━━ DATA EXCERPTS ━━

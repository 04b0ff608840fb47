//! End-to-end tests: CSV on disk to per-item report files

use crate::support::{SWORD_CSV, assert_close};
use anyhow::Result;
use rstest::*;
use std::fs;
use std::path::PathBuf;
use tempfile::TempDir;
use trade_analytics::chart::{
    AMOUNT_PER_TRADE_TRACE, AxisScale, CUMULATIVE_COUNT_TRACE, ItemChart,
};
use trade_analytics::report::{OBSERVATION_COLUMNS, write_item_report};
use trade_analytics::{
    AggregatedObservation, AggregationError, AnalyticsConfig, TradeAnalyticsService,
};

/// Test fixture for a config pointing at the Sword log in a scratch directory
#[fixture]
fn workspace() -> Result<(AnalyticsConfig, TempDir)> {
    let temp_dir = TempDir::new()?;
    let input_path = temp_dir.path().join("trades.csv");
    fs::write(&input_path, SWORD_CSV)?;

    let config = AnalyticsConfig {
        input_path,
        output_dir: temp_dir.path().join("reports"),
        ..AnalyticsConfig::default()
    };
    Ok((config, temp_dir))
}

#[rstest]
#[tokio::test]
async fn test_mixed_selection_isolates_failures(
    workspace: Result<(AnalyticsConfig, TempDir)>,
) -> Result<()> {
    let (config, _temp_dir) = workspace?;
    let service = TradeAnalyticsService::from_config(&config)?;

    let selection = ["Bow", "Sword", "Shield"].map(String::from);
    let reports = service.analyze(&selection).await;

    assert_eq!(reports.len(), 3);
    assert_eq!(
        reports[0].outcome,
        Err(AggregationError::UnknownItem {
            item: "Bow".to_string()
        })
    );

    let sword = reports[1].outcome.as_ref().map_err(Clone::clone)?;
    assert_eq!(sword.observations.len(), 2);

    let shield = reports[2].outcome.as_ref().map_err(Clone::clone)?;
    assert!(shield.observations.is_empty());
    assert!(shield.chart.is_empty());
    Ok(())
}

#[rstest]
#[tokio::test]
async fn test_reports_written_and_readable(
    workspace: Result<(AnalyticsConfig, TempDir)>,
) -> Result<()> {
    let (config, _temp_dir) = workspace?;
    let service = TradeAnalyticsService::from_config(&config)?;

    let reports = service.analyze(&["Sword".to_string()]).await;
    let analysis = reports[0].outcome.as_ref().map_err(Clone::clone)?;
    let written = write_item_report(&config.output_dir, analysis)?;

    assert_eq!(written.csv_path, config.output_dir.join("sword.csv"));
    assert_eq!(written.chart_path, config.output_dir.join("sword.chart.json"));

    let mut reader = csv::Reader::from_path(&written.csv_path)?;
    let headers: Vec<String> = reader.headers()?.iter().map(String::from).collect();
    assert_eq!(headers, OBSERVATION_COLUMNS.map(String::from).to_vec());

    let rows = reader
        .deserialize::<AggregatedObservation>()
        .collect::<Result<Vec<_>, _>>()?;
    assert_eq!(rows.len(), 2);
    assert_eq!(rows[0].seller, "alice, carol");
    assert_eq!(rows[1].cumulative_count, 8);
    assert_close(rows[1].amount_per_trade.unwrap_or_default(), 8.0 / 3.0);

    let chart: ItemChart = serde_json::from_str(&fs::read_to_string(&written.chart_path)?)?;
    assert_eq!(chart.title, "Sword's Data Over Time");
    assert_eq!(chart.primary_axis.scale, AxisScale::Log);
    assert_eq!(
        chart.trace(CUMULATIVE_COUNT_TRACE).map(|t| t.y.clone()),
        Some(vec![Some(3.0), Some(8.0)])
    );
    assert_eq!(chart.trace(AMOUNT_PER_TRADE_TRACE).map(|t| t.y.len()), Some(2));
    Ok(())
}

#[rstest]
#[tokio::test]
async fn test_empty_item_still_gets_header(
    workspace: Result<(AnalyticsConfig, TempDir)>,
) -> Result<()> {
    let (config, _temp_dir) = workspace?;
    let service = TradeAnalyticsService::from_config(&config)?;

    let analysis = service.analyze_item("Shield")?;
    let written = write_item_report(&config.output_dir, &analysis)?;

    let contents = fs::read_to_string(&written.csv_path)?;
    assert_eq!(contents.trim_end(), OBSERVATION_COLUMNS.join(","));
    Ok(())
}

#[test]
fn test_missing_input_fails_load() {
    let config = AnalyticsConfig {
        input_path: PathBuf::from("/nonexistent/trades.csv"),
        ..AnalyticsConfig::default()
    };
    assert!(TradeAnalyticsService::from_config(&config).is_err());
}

━━━

TASK INSTRUCTIONS:
Every entry should be printed again exactly as it stands.

TASK ANSWER:
repository 04b0ff608840fb47
//! End-to-end tests: CSV on disk to per-item report files

use crate::support::{SWORD_CSV, assert_close};
use anyhow::Result;
use rstest::*;
use std::fs;
use std::path::PathBuf;
use tempfile::TempDir;
use trade_analytics::chart::{
    AMOUNT_PER_TRADE_TRACE, AxisScale, CUMULATIVE_COUNT_TRACE, ItemChart,
};
use trade_analytics::report::{OBSERVATION_COLUMNS, write_item_report};
use trade_analytics::{
    AggregatedObservation, AggregationError, AnalyticsConfig, TradeAnalyticsService,
};

/// Test fixture for a config pointing at the Sword log in a scratch directory
#[fixture]
fn workspace() -> Result<(AnalyticsConfig, TempDir)> {
    let temp_dir = TempDir::new()?;
    let input_path = temp_dir.path().join("trades.csv");
    fs::write(&input_path, SWORD_CSV)?;

    let config = AnalyticsConfig {
        input_path,
        output_dir: temp_dir.path().join("reports"),
        ..AnalyticsConfig::default()
    };
    Ok((config, temp_dir))
}

#[rstest]
#[tokio::test]
async fn test_mixed_selection_isolates_failures(
    workspace: Result<(AnalyticsConfig, TempDir)>,
) -> Result<()> {
    let (config, _temp_dir) = workspace?;
    let service = TradeAnalyticsService::from_config(&config)?;

    let selection = ["Bow", "Sword", "Shield"].map(String::from);
    let reports = service.analyze(&selection).await;

    assert_eq!(reports.len(), 3);
    assert_eq!(
        reports[0].outcome,
        Err(AggregationError::UnknownItem {
            item: "Bow".to_string()
        })
    );

    let sword = reports[1].outcome.as_ref().map_err(Clone::clone)?;
    assert_eq!(sword.observations.len(), 2);

    let shield = reports[2].outcome.as_ref().map_err(Clone::clone)?;
    assert!(shield.observations.is_empty());
    assert!(shield.chart.is_empty());
    Ok(())
}

#[rstest]
#[tokio::test]
async fn test_reports_written_and_readable(
    workspace: Result<(AnalyticsConfig, TempDir)>,
) -> Result<()> {
    let (config, _temp_dir) = workspace?;
    let service = TradeAnalyticsService::from_config(&config)?;

    let reports = service.analyze(&["Sword".to_string()]).await;
    let analysis = reports[0].outcome.as_ref().map_err(Clone::clone)?;
    let written = write_item_report(&config.output_dir, analysis)?;

    assert_eq!(written.csv_path, config.output_dir.join("sword.csv"));
    assert_eq!(written.chart_path, config.output_dir.join("sword.chart.json"));

    let mut reader = csv::Reader::from_path(&written.csv_path)?;
    let headers: Vec<String> = reader.headers()?.iter().map(String::from).collect();
    assert_eq!(headers, OBSERVATION_COLUMNS.map(String::from).to_vec());

    let rows = reader
        .deserialize::<AggregatedObservation>()
        .collect::<Result<Vec<_>, _>>()?;
    assert_eq!(rows.len(), 2);
    assert_eq!(rows[0].seller, "alice, carol");
    assert_eq!(rows[1].cumulative_count, 8);
    assert_close(rows[1].amount_per_trade.unwrap_or_default(), 8.0 / 3.0);

    let chart: ItemChart = serde_json::from_str(&fs::read_to_string(&written.chart_path)?)?;
    assert_eq!(chart.title, "Sword's Data Over Time");
    assert_eq!(chart.primary_axis.scale, AxisScale::Log);
    assert_eq!(
        chart.trace(CUMULATIVE_COUNT_TRACE).map(|t| t.y.clone()),
        Some(vec![Some(3.0), Some(8.0)])
    );
    assert_eq!(chart.trace(AMOUNT_PER_TRADE_TRACE).map(|t| t.y.len()), Some(2));
    Ok(())
}

#[rstest]
#[tokio::test]
async fn test_empty_item_still_gets_header(
    workspace: Result<(AnalyticsConfig, TempDir)>,
) -> Result<()> {
    let (config, _temp_dir) = workspace?;
    let service = TradeAnalyticsService::from_config(&config)?;

    let analysis = service.analyze_item("Shield")?;
    let written = write_item_report(&config.output_dir, &analysis)?;

    let contents = fs::read_to_string(&written.csv_path)?;
    assert_eq!(contents.trim_end(), OBSERVATION_COLUMNS.join(","));
    Ok(())
}

#[test]
fn test_missing_input_fails_load() {
    let config = AnalyticsConfig {
        input_path: PathBuf::from("/nonexistent/trades.csv"),
        ..AnalyticsConfig::default()
    };
    assert!(TradeAnalyticsService::from_config(&config).is_err());
}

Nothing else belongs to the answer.